What Burzynski is really doing

It appears that during his urine and blood purification process so many decades ago, Burzynski stumbled on known compounds, PA and PAG, and has been using them to treat all sorts of cancers at extremely high doses based on weak evidence of clinical efficacy (probably brain tumours are the only real indication where it might be useful). Despite the persistent lack of evidence that these compounds have significant anticancer activity in humans, he continues to use and promote them at his clinic, charging patients through the nose to join his clinical trials rather than joining in a wider research effort test the drug in the right way. Indeed, the Burzynski website is still putting out this line: “Antineoplastons (ANP) are peptides and amino acid derivatives, discovered by Dr. S. Burzynski, M.D., Ph.D. in 1967.” As the literature shows, however, what is probably one active metabolite (phenylacetate) was already being researched in the 1950s, and the other probable active metabolite, phenylacetylglutamine, was investigated in the urine of cancer patients in 1958. Burzynski didn’t “discover” these two chemicals. All he did was to purify them from urine, then throw them them at patients in extremely high doses. This he did for decades until, sometime in the last several years, he apparently discovered that these chemicals are metabolites of sodium phenylbutyrate; so he switched to that.
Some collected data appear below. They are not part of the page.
/// Read and write implementations for the protocol messages
use std::io::{self, Read, Write};

use crate::{
    error::ReadError,
    protocol::{Message, Response, Version, XvcInfo},
};

const XVC_INFO_PREFIX: &[u8] = b"xvcServer_v";
const MAX_INFO_LINE: usize = 64;

impl XvcInfo {
    pub fn write_to(&self, writer: &mut impl Write) -> io::Result<()> {
        writeln!(
            writer,
            "xvcServer_v{}:{}",
            self.version(),
            self.max_vector_len()
        )
    }

    /// Reads a single info line. Bytes following the newline are left in the reader.
    pub fn from_reader(reader: &mut impl Read) -> Result<XvcInfo, ReadError> {
        let mut line = Vec::with_capacity(32);
        let mut byte = [0u8; 1];
        while line.last() != Some(&b'\n') {
            if line.len() == MAX_INFO_LINE {
                return Err(ReadError::InvalidFormat(
                    "Info message is missing its newline".to_string(),
                ));
            }
            reader.read_exact(&mut byte)?;
            line.push(byte[0]);
        }
        XvcInfo::parse(line.trim_ascii_end())
    }

    /// Parses `xvcServer_v{version}:{max_vector_len}` without the trailing newline.
    fn parse(line: &[u8]) -> Result<XvcInfo, ReadError> {
        let line = line.strip_prefix(XVC_INFO_PREFIX).ok_or_else(|| {
            ReadError::InvalidFormat("Invalid prefix in info message".to_string())
        })?;

        let colon_index = line.iter().position(|l| *l == b':').ok_or_else(|| {
            ReadError::InvalidFormat("Missing ':' separator in info message".to_string())
        })?;

        let (version_part, rest) = line.split_at(colon_index);

        let version = match version_part {
            b"1.0" => Version::V1_0,
            _ => {
                return Err(ReadError::UnsupportedVersion(
                    String::from_utf8_lossy(version_part).to_string(),
                ));
            }
        };

        let max_vector_len = str::from_utf8(&rest[1..])?.parse::<u32>()?;

        Ok(XvcInfo::new(version, max_vector_len))
    }
}

#[test]
fn write_server_info() {
    let mut out = Vec::new();
    XvcInfo::default().write_to(&mut out).unwrap();
    assert_eq!(out, b"xvcServer_v1.0:1024\n".to_vec());
}

#[test]
fn read_server_info() {
    let data = b"xvcServer_v1.0:32\nrest";
    let mut cursor = std::io::Cursor::new(data);
    let info = XvcInfo::from_reader(&mut cursor).unwrap();
    assert_eq!(info.version(), Version::V1_0);
    assert_eq!(info.max_vector_len(), 32);
    assert_eq!(cursor.position(), 18);
}

#[test]
fn read_server_info_rejects_unknown_version() {
    let mut cursor = std::io::Cursor::new(b"xvcServer_v2.1:32\n");
    match XvcInfo::from_reader(&mut cursor) {
        Err(ReadError::UnsupportedVersion(v)) => assert_eq!(v, "2.1"),
        other => panic!("expected UnsupportedVersion, got {:?}", other),
    }
}

/// Progress of parsing a message from a buffer prefix.
#[derive(Debug, Eq, PartialEq)]
pub(crate) enum Parsed {
    /// A whole message that occupied the first `len` bytes
    Complete { message: Message, len: usize },
    /// The buffer must hold at least `needed` bytes before parsing can progress
    Incomplete { needed: usize },
}

impl Message {
    const CMD_NAME_GET_INFO: &[u8] = b"getinfo";
    const CMD_NAME_SET_TCK: &[u8] = b"settck";
    const CMD_NAME_SHIFT: &[u8] = b"shift";
    const CMD_DELIMITER: u8 = b':';
    /// Longest command name plus its delimiter
    const MAX_TOKEN_LEN: usize = Self::CMD_NAME_GET_INFO.len() + 1;

    /// Parses the message at the start of `buf`.
    pub(crate) fn parse(buf: &[u8], max_shift_bytes: usize) -> Result<Parsed, ReadError> {
        let window = &buf[..buf.len().min(Self::MAX_TOKEN_LEN)];
        let Some(colon) = window.iter().position(|b| *b == Self::CMD_DELIMITER) else {
            if window.len() == Self::MAX_TOKEN_LEN {
                return Err(ReadError::InvalidCommand(
                    String::from_utf8_lossy(window).to_string(),
                ));
            }
            return Ok(Parsed::Incomplete {
                needed: buf.len() + 1,
            });
        };
        let header_len = colon + 1;
        let payload = &buf[header_len..];

        match &buf[..colon] {
            Self::CMD_NAME_GET_INFO => Ok(Parsed::Complete {
                message: Message::GetInfo,
                len: header_len,
            }),
            Self::CMD_NAME_SET_TCK => match read_u32(payload) {
                Some(period_ns) => Ok(Parsed::Complete {
                    message: Message::SetTck { period_ns },
                    len: header_len + 4,
                }),
                None => Ok(Parsed::Incomplete {
                    needed: header_len + 4,
                }),
            },
            Self::CMD_NAME_SHIFT => {
                let Some(num_bits) = read_u32(payload) else {
                    return Ok(Parsed::Incomplete {
                        needed: header_len + 4,
                    });
                };
                let num_bytes = num_bits.div_ceil(8) as usize;
                if num_bytes > max_shift_bytes {
                    return Err(ReadError::TooManyBytes {
                        max: max_shift_bytes,
                        got: num_bytes,
                    });
                }
                let len = header_len + 4 + 2 * num_bytes;
                if buf.len() < len {
                    return Ok(Parsed::Incomplete { needed: len });
                }
                let vectors = &payload[4..4 + 2 * num_bytes];
                let (tms, tdi) = vectors.split_at(num_bytes);
                Ok(Parsed::Complete {
                    message: Message::Shift {
                        num_bits,
                        tms: tms.into(),
                        tdi: tdi.into(),
                    },
                    len,
                })
            }
            token => Err(ReadError::InvalidCommand(
                String::from_utf8_lossy(token).to_string(),
            )),
        }
    }

    /// Reads exactly one message, blocking until it has fully arrived.
    pub fn from_reader(
        reader: &mut impl Read,
        max_shift_bytes: usize,
    ) -> Result<Message, ReadError> {
        let mut buf = Vec::with_capacity(16);
        loop {
            match Message::parse(&buf, max_shift_bytes)? {
                Parsed::Complete { message, .. } => return Ok(message),
                Parsed::Incomplete { needed } => {
                    let start = buf.len();
                    buf.resize(needed, 0);
                    reader.read_exact(&mut buf[start..])?;
                }
            }
        }
    }

    pub fn write_to(&self, writer: &mut impl Write) -> io::Result<()> {
        match self {
            Message::GetInfo => {
                writer.write_all(Self::CMD_NAME_GET_INFO)?;
                writer.write_all(&[Self::CMD_DELIMITER])
            }
            Message::SetTck {
                period_ns: period_in_ns,
            } => {
                writer.write_all(Self::CMD_NAME_SET_TCK)?;
                writer.write_all(&[Self::CMD_DELIMITER])?;
                writer.write_all(&period_in_ns.to_le_bytes())
            }
            Message::Shift {
                num_bits,
                tms: tms_vector,
                tdi: tdi_vector,
            } => {
                writer.write_all(Self::CMD_NAME_SHIFT)?;
                writer.write_all(&[Self::CMD_DELIMITER])?;
                writer.write_all(&num_bits.to_le_bytes())?;
                writer.write_all(tms_vector)?;
                writer.write_all(tdi_vector)
            }
        }
    }
}

fn read_u32(buf: &[u8]) -> Option<u32> {
    let bytes: [u8; 4] = buf.get(..4)?.try_into().ok()?;
    Some(u32::from_le_bytes(bytes))
}

impl Response {
    pub fn write_to(&self, writer: &mut impl Write) -> io::Result<()> {
        match self {
            Response::Info(info) => info.write_to(writer),
            Response::TckPeriod(period_ns) => writer.write_all(&period_ns.to_le_bytes()),
            Response::Tdo(tdo) => writer.write_all(tdo),
        }
    }
}

#[cfg(test)]
mod test {
    use super::Parsed;
    use crate::error::ReadError;
    use crate::protocol::{Message, Response, XvcInfo};
    use std::io::{Cursor, ErrorKind};

    const DEFAULT_MAX_SHIFT_BYTES: usize = 1024;

    #[test]
    fn read_getinfo() {
        let data = b"getinfo:".to_vec();
        let mut cursor = Cursor::new(data);
        match Message::from_reader(&mut cursor, DEFAULT_MAX_SHIFT_BYTES).unwrap() {
            Message::GetInfo => {}
            _ => panic!("expected GetInfo"),
        }
    }

    #[test]
    fn write_getinfo() {
        let mut out = Vec::new();
        Message::GetInfo.write_to(&mut out).unwrap();
        assert_eq!(out, b"getinfo:".to_vec());
    }

    #[test]
    fn read_settck() {
        let period: u32 = 1000;
        let mut data = b"settck:".to_vec();
        data.extend_from_slice(&period.to_le_bytes());
        let mut cursor = Cursor::new(data);
        match Message::from_reader(&mut cursor, DEFAULT_MAX_SHIFT_BYTES).unwrap() {
            Message::SetTck {
                period_ns: period_in_ns,
            } => assert_eq!(period_in_ns, period),
            _ => panic!("expected SetTck"),
        }
    }

    #[test]
    fn read_shift() {
        let num_bits: u32 = 13; // 2 bytes
        let tms = [0xAAu8, 0x0A];
        let tdi = [0x55u8, 0x15];

        let mut data = b"shift:".to_vec();
        data.extend_from_slice(&num_bits.to_le_bytes());
        data.extend_from_slice(&tms);
        data.extend_from_slice(&tdi);
        data.extend_from_slice(b"getinfo:");

        let mut cursor = Cursor::new(data);
        match Message::from_reader(&mut cursor, DEFAULT_MAX_SHIFT_BYTES).unwrap() {
            Message::Shift {
                num_bits: nb,
                tms: tms_vector,
                tdi: tdi_vector,
            } => {
                assert_eq!(nb, num_bits);
                assert_eq!(&*tms_vector, &tms[..]);
                assert_eq!(&*tdi_vector, &tdi[..]);
            }
            _ => panic!("expected Shift"),
        }
        // The following command is untouched
        assert_eq!(
            Message::from_reader(&mut cursor, DEFAULT_MAX_SHIFT_BYTES).unwrap(),
            Message::GetInfo
        );
    }

    #[test]
    fn read_empty_shift() {
        let mut cursor = Cursor::new(b"shift:\x00\x00\x00\x00".to_vec());
        let message = Message::from_reader(&mut cursor, DEFAULT_MAX_SHIFT_BYTES).unwrap();
        assert_eq!(
            message,
            Message::Shift {
                num_bits: 0,
                tms: Box::default(),
                tdi: Box::default(),
            }
        );
    }

    #[test]
    fn write_shift() {
        let cmd = Message::Shift {
            num_bits: 13,
            tms: vec![0xAAu8; 2].into_boxed_slice(),
            tdi: vec![0x55u8; 2].into_boxed_slice(),
        };
        let mut out = Vec::new();
        cmd.write_to(&mut out).unwrap();
        assert_eq!(out, b"shift:\x0d\x00\x00\x00\xAA\xAA\x55\x55".to_vec());
    }

    #[test]
    fn write_responses() {
        let mut out = Vec::new();
        Response::Info(XvcInfo::default())
            .write_to(&mut out)
            .unwrap();
        Response::TckPeriod(1000).write_to(&mut out).unwrap();
        Response::Tdo(vec![0xd1, 0x03].into_boxed_slice())
            .write_to(&mut out)
            .unwrap();
        assert_eq!(out, b"xvcServer_v1.0:1024\n\xe8\x03\x00\x00\xd1\x03".to_vec());
    }

    #[test]
    fn unknown_command() {
        let mut cursor = Cursor::new(b"bogus:".to_vec());
        match Message::from_reader(&mut cursor, DEFAULT_MAX_SHIFT_BYTES) {
            Err(ReadError::InvalidCommand(c)) => assert_eq!(c, "bogus"),
            other => panic!("expected InvalidCommand, got {:?}", other),
        }
    }

    #[test]
    fn missing_delimiter() {
        let mut cursor = Cursor::new(b"getinfo!getinfo:".to_vec());
        match Message::from_reader(&mut cursor, DEFAULT_MAX_SHIFT_BYTES) {
            Err(ReadError::InvalidCommand(c)) => assert_eq!(c, "getinfo!"),
            other => panic!("expected InvalidCommand, got {:?}", other),
        }
    }

    #[test]
    fn truncated_payload() {
        let mut cursor = Cursor::new(b"settck:\xe8\x03".to_vec());
        match Message::from_reader(&mut cursor, DEFAULT_MAX_SHIFT_BYTES) {
            Err(ReadError::IoError(e)) => assert_eq!(e.kind(), ErrorKind::UnexpectedEof),
            other => panic!("expected UnexpectedEof, got {:?}", other),
        }
    }

    #[test]
    fn parse_reports_needed_bytes() {
        assert_eq!(
            Message::parse(b"shi", DEFAULT_MAX_SHIFT_BYTES).unwrap(),
            Parsed::Incomplete { needed: 4 }
        );
        assert_eq!(
            Message::parse(b"shift:\x09", DEFAULT_MAX_SHIFT_BYTES).unwrap(),
            Parsed::Incomplete { needed: 10 }
        );
        assert_eq!(
            Message::parse(b"shift:\x09\x00\x00\x00\x01", DEFAULT_MAX_SHIFT_BYTES).unwrap(),
            Parsed::Incomplete { needed: 14 }
        );
    }

    #[test]
    fn too_many_bytes_shift() {
        // force number of bytes to exceed MAX_SHIFT_BYTES
        let num_bytes_exceed = 1024 + 1;
        let num_bits = (num_bytes_exceed * 8) as u32;
        let mut data = b"shift:".to_vec();
        data.extend_from_slice(&num_bits.to_le_bytes());
        let mut cursor = Cursor::new(data);
        match Message::from_reader(&mut cursor, 1024) {
            Err(ReadError::TooManyBytes { max, got }) => {
                assert_eq!(max, 1024);
                assert_eq!(got, num_bytes_exceed);
            }
            other => panic!("expected TooManyBytes, got {:?}", other),
        }
    }
}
Then, like the “brave maverick doctor” that he thinks himself to be, he decided that the way to sell his antineoplastons and phenylbutyrate was to “rebrand” them as part of his “personalized gene-targeted cancer therapy.”

So, after all this, including my previous two posts on Dr. Burzynski’s therapies, what can we conclude? At least three things:

  • Although this probably wasn’t true 10 or 20 years ago (mainly because it wasn’t so widely known that PA and PAG are metabolites of sodium phenylbutyrate), these days “antineoplastons” are just another name for phenylbutyrate, an orphan drug that any physician can prescribe off-label. Dr. Burzynski markets antineoplastons in the alt-med underground through movies like Burzynski The Movie and interviews with Suzanne Somers as “not chemotherapy,” even though phenylbutyrate is an HDAC inhibitor, which is a class of chemotherapy drug under active research by many university laboratories and pharmaceutical companies. Either through gross incompetence or deception (take your pick), he is, in my opinion, misleading patients when he claims that phenylbutyrate is a good source of antineoplastons; it’s not.
  • Dr. Burzynski uses chemotherapy, and lots of it, in combinations that have not yet been demonstrated to benefit cancer patients, all based on reports from Caris. This he brands “personalized, gene-targeted therapy,” even though, as I’ve said before, it’s very much at the level of “Targeted Therapy for Dummies,” in which he combines a bastardized version of metronomic chemotherapy with expensive cocktails of targeted agents. There is no evidence that his results are any better than those obtained elsewhere, despite his claims otherwise.
  • Allegedly (according to Wayne and Lisa Merritt and the Texas Medical Board), Dr. Burzynski provides these drugs at inflated prices from his own pharmacy and without fully informing his patients about the treatment they’re getting. The determination by the Texas Medical Board of whether this allegation is true or not awaits the results of legal proceedings against Dr. Burzynski that are scheduled to begin very soon.